Europe's PACS users must embrace open source

December 1, 2008

When EuroPACS was founded in the early 1980s, PACS development and implementation were at the frontier of technical innovations in medicine. Commercial systems and vendor solutions did not exist. EuroPACS annual meetings were a unique opportunity to meet the pioneers in the field and learn from their work.

When EuroPACS was founded in the early 1980s, PACS development and implementation were at the frontier of technical innovations in medicine. Commercial systems and vendor solutions did not exist. EuroPACS annual meetings were a unique opportunity to meet the pioneers in the field and learn from their work.

With the rapid evolution of PACS, commercial solutions have emerged and the technical aspects of implementation and system development have become less relevant. Recent PACS research has focused on image analysis, CAD, informatics, economics, advanced modeling of processes, and workflow management systems.

I believe it is time for EuroPACS to return to its roots and pursue its original mission. The society needs to reshape its image and once again become a reference body that can "translate" complex state-of-the-art concepts for the wider clinical and scientific community. It should provide a unique channel between standardization and regulatory bodies and the medical community, able to convey technical specifications and complex regulations and recommendations to people who are not experts in the field. Perhaps most important, this rebranded EuroPACS would be well placed to initiate training programs and education courses, taking advantage of the technical know-how and teaching ability of its members.

Hand in hand with this new educational role, I would like to see Euro- PACS take a more active part in the promotion of open source initiatives. The concept of open source is undoubtedly unconventional, and it poses a challenge to standard ways of working in healthcare. But the open source philosophy gives users more input into the very software they want to use in daily clinical practice.

The growth of open source software in medical imaging is being driven by the increasing need to manipulate and visualize large data sets. Multidimensional and multimodality images require complex visualization and manipulation tools. These images are often acquired in 3D, with an added temporal dimension for applications such as cardiac imaging. Molecular imaging modalities, such as SPECT and PET, add a fifth dimension to these data sets.

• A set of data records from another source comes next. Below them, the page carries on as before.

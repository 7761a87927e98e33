//! Unified error handling for services and storage adapters.
//!
//! `AppError` is what flows through the repository port and the services.
//! Domain rule violations map onto it one-to-one; storage faults are carried
//! opaquely and only described in general terms to callers.

use domain::DomainError;
use thiserror::Error;

/// Application error types.
#[derive(Error, Debug)]
pub enum AppError {
    // Domain rule violations
    #[error("{0}")]
    Validation(String),

    #[error("User name '{0}' is already taken")]
    DuplicateName(String),

    #[error("Email '{0}' is already taken")]
    DuplicateEmail(String),

    #[error("Resource not found")]
    NotFound,

    // Storage-level uniqueness violation reported by an adapter
    #[error("Conflict: {0}")]
    Conflict(String),

    // External service errors
    #[cfg(feature = "database")]
    #[error("Database error")]
    Database(#[from] sea_orm::DbErr),

    // Internal
    #[error("Internal error")]
    Internal(String),
}

impl AppError {
    /// Get error code for client
    pub fn code(&self) -> &'static str {
        match self {
            AppError::Validation(_) => "VALIDATION_ERROR",
            AppError::DuplicateName(_) => "DUPLICATE_NAME",
            AppError::DuplicateEmail(_) => "DUPLICATE_EMAIL",
            AppError::NotFound => "NOT_FOUND",
            AppError::Conflict(_) => "CONFLICT",
            #[cfg(feature = "database")]
            AppError::Database(_) => "DATABASE_ERROR",
            AppError::Internal(_) => "INTERNAL_ERROR",
        }
    }

    /// Get user-facing message (hides internal details)
    pub fn user_message(&self) -> String {
        match self {
            AppError::Conflict(detail) => {
                tracing::error!("Storage conflict: {}", detail);
                "The record conflicts with an existing one".to_string()
            }
            #[cfg(feature = "database")]
            AppError::Database(e) => {
                tracing::error!("Database error: {:?}", e);
                "A database error occurred".to_string()
            }
            AppError::Internal(msg) => {
                tracing::error!("Internal error: {}", msg);
                "An internal error occurred".to_string()
            }

            // Domain errors are safe to show verbatim
            _ => self.to_string(),
        }
    }

    /// True for errors caused by the caller's input rather than the system.
    pub fn is_client_error(&self) -> bool {
        matches!(
            self,
            AppError::Validation(_)
                | AppError::DuplicateName(_)
                | AppError::DuplicateEmail(_)
                | AppError::NotFound
        )
    }
}

// =============================================================================
// Domain Error Conversion
// =============================================================================

impl From<DomainError> for AppError {
    fn from(err: DomainError) -> Self {
        match err {
            DomainError::Validation(msg) => AppError::Validation(msg),
            DomainError::DuplicateName(name) => AppError::DuplicateName(name),
            DomainError::DuplicateEmail(email) => AppError::DuplicateEmail(email),
        }
    }
}

/// Result type alias
pub type AppResult<T> = Result<T, AppError>;

/// Extension trait for Option -> AppError conversion
pub trait OptionExt<T> {
    fn ok_or_not_found(self) -> AppResult<T>;
}

impl<T> OptionExt<T> for Option<T> {
    fn ok_or_not_found(self) -> AppResult<T> {
        self.ok_or(AppError::NotFound)
    }
}

/// Convenience constructors
impl AppError {
    pub fn validation(msg: impl Into<String>) -> Self {
        AppError::Validation(msg.into())
    }

    pub fn conflict(detail: impl Into<String>) -> Self {
        AppError::Conflict(detail.into())
    }

    pub fn internal(msg: impl Into<String>) -> Self {
        AppError::Internal(msg.into())
    }
}

#[cfg(test)]
mod tests {
    use super::*;

    #[test]
    fn test_domain_errors_map_one_to_one() {
        let err: AppError = DomainError::validation("User name is required").into();
        assert!(matches!(err, AppError::Validation(ref m) if m == "User name is required"));

        let err: AppError = DomainError::duplicate_name("alice").into();
        assert!(matches!(err, AppError::DuplicateName(ref n) if n == "alice"));

        let err: AppError = DomainError::duplicate_email("a@x.com").into();
        assert!(matches!(err, AppError::DuplicateEmail(ref e) if e == "a@x.com"));
    }

    #[test]
    fn test_codes() {
        assert_eq!(AppError::validation("x").code(), "VALIDATION_ERROR");
        assert_eq!(AppError::DuplicateName("a".into()).code(), "DUPLICATE_NAME");
        assert_eq!(AppError::DuplicateEmail("a".into()).code(), "DUPLICATE_EMAIL");
        assert_eq!(AppError::NotFound.code(), "NOT_FOUND");
        assert_eq!(AppError::conflict("users.name").code(), "CONFLICT");
        assert_eq!(AppError::internal("boom").code(), "INTERNAL_ERROR");
    }

    #[test]
    fn test_user_message_hides_internal_details() {
        let msg = AppError::internal("row 42 has a corrupt email").user_message();
        assert!(!msg.contains("row 42"));

        let msg = AppError::conflict("UNIQUE constraint failed: users.name").user_message();
        assert!(!msg.contains("users.name"));
    }

    #[test]
    fn test_user_message_shows_domain_errors() {
        assert_eq!(
            AppError::DuplicateName("alice".into()).user_message(),
            "User name 'alice' is already taken"
        );
        assert_eq!(AppError::validation("Email is required").user_message(), "Email is required");
    }

    #[test]
    fn test_option_ext() {
        assert!(matches!(None::<u8>.ok_or_not_found(), Err(AppError::NotFound)));
        assert_eq!(Some(1).ok_or_not_found().unwrap(), 1);
    }

    #[test]
    fn test_client_error_classification() {
        assert!(AppError::NotFound.is_client_error());
        assert!(AppError::DuplicateEmail("a@x.com".into()).is_client_error());
        assert!(!AppError::conflict("x").is_client_error());
        assert!(!AppError::internal("x").is_client_error());
    }
}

Turning raw 3D, 4D, and 5D imaging data into easy-to-read formats requires advanced volume rendering and multidimensional navigation tools that can be manipulated easily by physicians and clinicians who are not expert in digital imaging techniques. These tools are certainly available from vendors, but they are often integrated in high-end, expensive 3D workstations.

Open source software programs help feed the need for convenient, lowcost image display and visualization tools. Custom-made programs are distributed free of charge under licensing agreements. They are often more suitable for general users than their commercial counterparts and have the ability to grow and expand more rapidly in a scientific and academic community.

One example is the OsiriX image visualization platform, developed through collaboration between the University of California, Los Angeles and the University Hospital of Geneva (www.osirix-viewer.com). This platform takes advantage of significant advances in 3D animation on PCs driven by the computer graphics and games industries. Powerful visualization toolkits have been incorporated into a new graphic user interface that is more suitable for clinical applications and image interpretation of large, multidimensional data sets.

OsiriX is just one example of what can be achieved. EuroPACS could become a valuable promotional tool for researchers and developers of similar open source solutions. The diversity and expertise of its members could serve as a forum for the testing and validation of open source software in real clinical settings. Existing links with industry could also help bridge the gap between academic software developers and industrial partners that want to integrate open source software in commercial systems.

I firmly believe that open source tools are going to become an essential part of the next generation of DICOM viewers and PACS workstations. Manipulation of multidimensional image data is poised to become a standard part of medical image management. The time has come for EuroPACS to embrace this open source revolution while following its new mission statement: linking research to clinical practice.